Yo estoy callado sin más. No quiero pensar en nada, miro esta rosa que tengo entre las manos. ¿Qué será de mí y de ti, pobre rosa? Si María no está, acabarás en una papelera o, si tienes suerte, entre los dedos de una persona desconocida, en un jarrón cualquiera… ¿Y María?… María nunca sabrá lo que podría haber sido. ¿Y yo? ¿Qué haré yo entonces? ¿Y qué estoy haciendo en este taxi?

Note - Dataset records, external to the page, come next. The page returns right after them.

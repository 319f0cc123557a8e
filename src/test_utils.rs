pub mod frame {
    use alloc::vec::Vec;
    use embedded_can::{ExtendedId, Id, StandardId};

    pub fn std_id(id: u16) -> Id {
        Id::Standard(StandardId::new(id).unwrap())
    }

    pub fn ext_id(id: u32) -> Id {
        Id::Extended(ExtendedId::new(id).unwrap())
    }

    #[derive(Debug, PartialEq)]
    pub struct TestFrame {
        id: Id,
        data: Vec<u8>,
    }

    impl embedded_can::Frame for TestFrame {
        fn new(id: impl Into<Id>, data: &[u8]) -> Option<Self> {
            Some(TestFrame {
                id: id.into(),
                data: Vec::from(data),
            })
        }

        fn new_remote(_id: impl Into<Id>, _dlc: usize) -> Option<Self> {
            None
        }

        fn is_extended(&self) -> bool {
            match self.id {
                Id::Standard(_) => false,
                Id::Extended(_) => true,
            }
        }

        fn is_remote_frame(&self) -> bool {
            false
        }

        fn id(&self) -> Id {
            self.id
        }

        fn dlc(&self) -> usize {
            self.data.len()
        }

        fn data(&self) -> &[u8] {
            &self.data
        }
    }
}

pub mod can_driver {
    use super::frame::TestFrame;
    use crate::error::InterfaceError;
    use crate::frame::CanFrame;
    use crate::interface::CanInterface;
    use alloc::collections::VecDeque;
    use alloc::rc::Rc;
    use alloc::vec::Vec;
    use core::cell::RefCell;

    #[derive(Default)]
    struct State {
        transmitted: VecDeque<CanFrame>,
        received: VecDeque<CanFrame>,
        fail_output: bool,
    }

    /// Captures transmitted frames, clones share the same queues
    #[derive(Clone, Default)]
    pub struct TestDriver {
        state: Rc<RefCell<State>>,
        asynchronous: bool,
        fd: bool,
    }

    impl TestDriver {
        pub fn new() -> Self {
            Self::default()
        }

        /// Driver which leaves transmit confirmation to the test
        pub fn new_async() -> Self {
            Self {
                asynchronous: true,
                ..Self::default()
            }
        }

        pub fn new_fd() -> Self {
            Self {
                fd: true,
                ..Self::default()
            }
        }

        /// Oldest transmitted frame
        pub fn get_can_frame(&self) -> Option<CanFrame> {
            self.state.borrow_mut().transmitted.pop_front()
        }

        pub fn get_all_frames(&self) -> Vec<CanFrame> {
            self.state.borrow_mut().transmitted.drain(..).collect()
        }

        /// Queues a frame returned by the next receive poll
        pub fn push_can_frame(&self, frame: CanFrame) {
            self.state.borrow_mut().received.push_back(frame);
        }

        pub fn fail_output(&self, fail: bool) {
            self.state.borrow_mut().fail_output = fail;
        }
    }

    impl CanInterface for TestDriver {
        fn output(&mut self, frame: &CanFrame) -> Result<(), InterfaceError> {
            let mut state = self.state.borrow_mut();
            if state.fail_output {
                return Err(InterfaceError::Driver);
            }
            state.transmitted.push_back(*frame);
            Ok(())
        }

        fn receive(&mut self) -> Option<CanFrame> {
            self.state.borrow_mut().received.pop_front()
        }

        fn confirms_asynchronously(&self) -> bool {
            self.asynchronous
        }

        fn is_fd(&self) -> bool {
            self.fd
        }
    }

    /// Minimal [embedded_can::blocking::Can] driver
    #[derive(Clone, Default)]
    pub struct TestCan {
        state: Rc<RefCell<State>>,
    }

    impl TestCan {
        pub fn transmitted(&self) -> Vec<CanFrame> {
            self.state.borrow_mut().transmitted.drain(..).collect()
        }

        pub fn push_received(&self, frame: CanFrame) {
            self.state.borrow_mut().received.push_back(frame);
        }
    }

    impl embedded_can::blocking::Can for TestCan {
        type Frame = TestFrame;
        type Error = embedded_can::ErrorKind;

        fn transmit(&mut self, frame: &Self::Frame) -> Result<(), Self::Error> {
            let frame = CanFrame::from_can(frame).ok_or(embedded_can::ErrorKind::Other)?;
            self.state.borrow_mut().transmitted.push_back(frame);
            Ok(())
        }

        fn receive(&mut self) -> Result<Self::Frame, Self::Error> {
            let frame = self
                .state
                .borrow_mut()
                .received
                .pop_front()
                .ok_or(embedded_can::ErrorKind::Other)?;
            frame.can().ok_or(embedded_can::ErrorKind::Other)
        }
    }
}

pub mod testtime {
    use crate::time::Instant;
    use alloc::rc::Rc;
    use core::cell::Cell;

    /// Manually advanced clock, clones share the same time
    #[derive(Clone, Default)]
    pub struct TestTimer(Rc<Cell<u32>>);

    impl TestTimer {
        pub fn new() -> Self {
            Self::default()
        }

        pub fn set_time(&mut self, ms: u32) {
            self.0.set(ms);
        }

        pub fn advance(&mut self, ms: u32) {
            self.0.set(self.0.get().wrapping_add(ms));
        }
    }

    impl crate::time::TimerDriver for TestTimer {
        fn now(&self) -> Instant {
            Instant::from_ticks(self.0.get())
        }
    }
}
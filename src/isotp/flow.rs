use super::pdu::FlowStatus;
use crate::buffer::{Buffer, MemPool};

/// State of one direction of a connection
#[derive(Debug, Clone, Copy, PartialEq, Eq, Default)]
pub enum FlowState {
    /// No transfer in progress
    #[default]
    Idle,
    /// Single frame handed to the interface
    TxSf,
    /// First frame handed to the interface
    TxFf,
    /// Consecutive frames are being sent
    TxCf,
    /// Flow control frame handed to the interface
    TxFc,
    /// Waiting for the next consecutive frame of the peer
    WaitCf,
    /// Waiting for a flow control frame of the peer
    WaitFc,
}

/// Segmentation or reassembly state of one direction
#[derive(Debug, Default)]
pub struct Flow {
    pub state: FlowState,
    pub buffer: Option<Buffer>,
    /// Bytes not yet sent or received
    pub remaining: usize,
    pub total_length: usize,
    /// Serial number of the next consecutive frame
    pub cf_sn: u8,
    /// Flow status sent (receive flow) or last received (send flow)
    pub fs: Option<FlowStatus>,
    pub bs: u8,
    /// Separation time in milliseconds
    pub st: u32,
    /// Consecutive frames in the current block
    pub block_count: u8,
    /// Remaining WAIT frames accepted in the current block
    pub n_wft: u8,
    /// A frame was handed to the interface and is not yet confirmed
    pub awaiting_confirmation: bool,
}

impl Flow {
    pub fn is_idle(&self) -> bool {
        self.state == FlowState::Idle
    }

    /// Offset of the next byte to send or receive
    pub fn offset(&self) -> usize {
        self.total_length - self.remaining
    }

    pub fn next_sequence_number(&mut self) {
        self.cf_sn = (self.cf_sn + 1) & 0x0F;
    }

    /// Returns true if the current block is complete, a block size of 0 never completes
    pub fn block_complete(&self) -> bool {
        self.bs != 0 && self.block_count >= self.bs
    }

    /// Releases the buffer and forces the flow to idle
    pub fn reset(&mut self, mem: &mut MemPool) {
        if let Some(buffer) = self.buffer.take() {
            mem.free(buffer);
        }
        *self = Flow::default();
    }
}
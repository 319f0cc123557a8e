use crate::error::{Error, Result};
use crate::time::Duration;

/// Configuration of a [crate::stack::Stack]
///
/// The defaults match common ISO-TP tester settings.
/// Pool sizes are fixed for the lifetime of the stack.
#[derive(Debug, Clone, Copy, PartialEq, Eq)]
pub struct Options {
    /// Byte budget shared by all message buffers
    pub mem_size: usize,
    /// Number of iso-tp connections
    pub max_connections: usize,
    /// Number of raw frame subscriptions
    pub max_raw_connections: usize,
    /// Number of can interfaces
    pub max_interfaces: usize,
    /// Number of concurrently armed timers
    pub max_timeouts: usize,
    /// Fill byte for unused bytes of a frame
    pub padding: u8,
    /// Block size announced in our flow control frames, 0 means unlimited
    pub receive_block_size: u8,
    /// Separation time announced in our flow control frames (raw STmin byte)
    pub receive_st_min: u8,
    /// Number of WAIT flow control frames accepted per block, 0 means WAIT is not allowed
    pub n_wft: u8,
    /// Time for the interface to confirm a frame of the send flow
    pub n_as: Duration,
    /// Time for the interface to confirm a flow control frame of the receive flow
    pub n_ar: Duration,
    /// Time to wait for a flow control frame of the peer
    pub n_bs: Duration,
    /// Time to wait for the next consecutive frame of the peer
    pub n_cr: Duration,
    /// Use the bit rate switch on can fd connections
    pub fd_brs: bool,
}

impl Default for Options {
    fn default() -> Self {
        Self {
            mem_size: 4096,
            max_connections: 2,
            max_raw_connections: 2,
            max_interfaces: 2,
            max_timeouts: 10,
            padding: 0xAA,
            receive_block_size: 0,
            receive_st_min: 0,
            n_wft: 0,
            n_as: Duration::from_ticks(1000),
            n_ar: Duration::from_ticks(1000),
            n_bs: Duration::from_ticks(1000),
            n_cr: Duration::from_ticks(1000),
            fd_brs: true,
        }
    }
}

impl Options {
    /// Rejects configurations the stack can not run with
    pub fn validate(&self) -> Result<()> {
        if self.max_connections == 0
            || self.max_interfaces == 0
            || self.max_timeouts == 0
            || self.mem_size == 0
        {
            return Err(Error::Argument);
        }
        // handles and interface indexes are stored in 16 and 8 bits
        if self.max_connections > u16::MAX as usize
            || self.max_raw_connections > u16::MAX as usize
            || self.max_timeouts > u16::MAX as usize
            || self.max_interfaces > u8::MAX as usize
        {
            return Err(Error::Argument);
        }
        Ok(())
    }
}

/// Configuration of a [crate::uds::UdsClient]
#[derive(Debug, Clone, Copy, PartialEq, Eq)]
pub struct UdsOptions {
    /// Default server response time
    pub p2: Duration,
    /// Extended server response time after a response pending answer
    pub p2_star: Duration,
    /// Session timeout of a non default session
    pub s3: Duration,
    /// Send tester present when S3 expires instead of falling back to the default session
    pub keep_session: bool,
    /// Sub function used for the keep alive tester present, 0x80 suppresses the response
    pub tester_present_sub_function: u8,
    /// Capacity of the event queue
    pub event_queue: usize,
}

impl Default for UdsOptions {
    fn default() -> Self {
        Self {
            p2: Duration::from_ticks(50),
            p2_star: Duration::from_ticks(500),
            s3: Duration::from_ticks(9000),
            keep_session: false,
            tester_present_sub_function: 0x80,
            event_queue: 8,
        }
    }
}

Elena se mete en mis pensamientos.

—¿Quieres repasar la carta por última vez? —me pregunta poniéndome delicadamente una mano en el hombro.

Y repito lo que he escrito. Ahora ya me lo sé de memoria. Elena me escucha y asiente.

—Muy bien… —comenta.

El taxista ha asistido a la escena y lo ha oído todo. Le sonríe a nuestra amiga y le pregunta algo, y lo hace tan rápido que, aunque hubiéramos estudiado español todo un año en la escuela, no habríamos entendido nada.

Elena ríe y le contesta, y el hombre asiente vigorosamente con la cabeza.

—¿Qué quería? —le pregunta Gio.

—Me ha dicho: «Qué buena es esa letra, ¿de quién es? ¿De un poeta o de un cantante?». Y ¿sabes qué le he contestado yo? «La ha escrito un hombre enamorado». Eso es todo…

Finalmente el coche se detiene delante de la gran cristalera del mercado.

—¡Mucha suerte! —me dice el taxista guiñándome el ojo mientras bajamos.

Cuando nos quedamos solos, Elena intenta animarme.

—Venga, estoy segura de que irá muy bien…

—¿Tú crees? Esperemos que María esté de acuerdo con el taxista.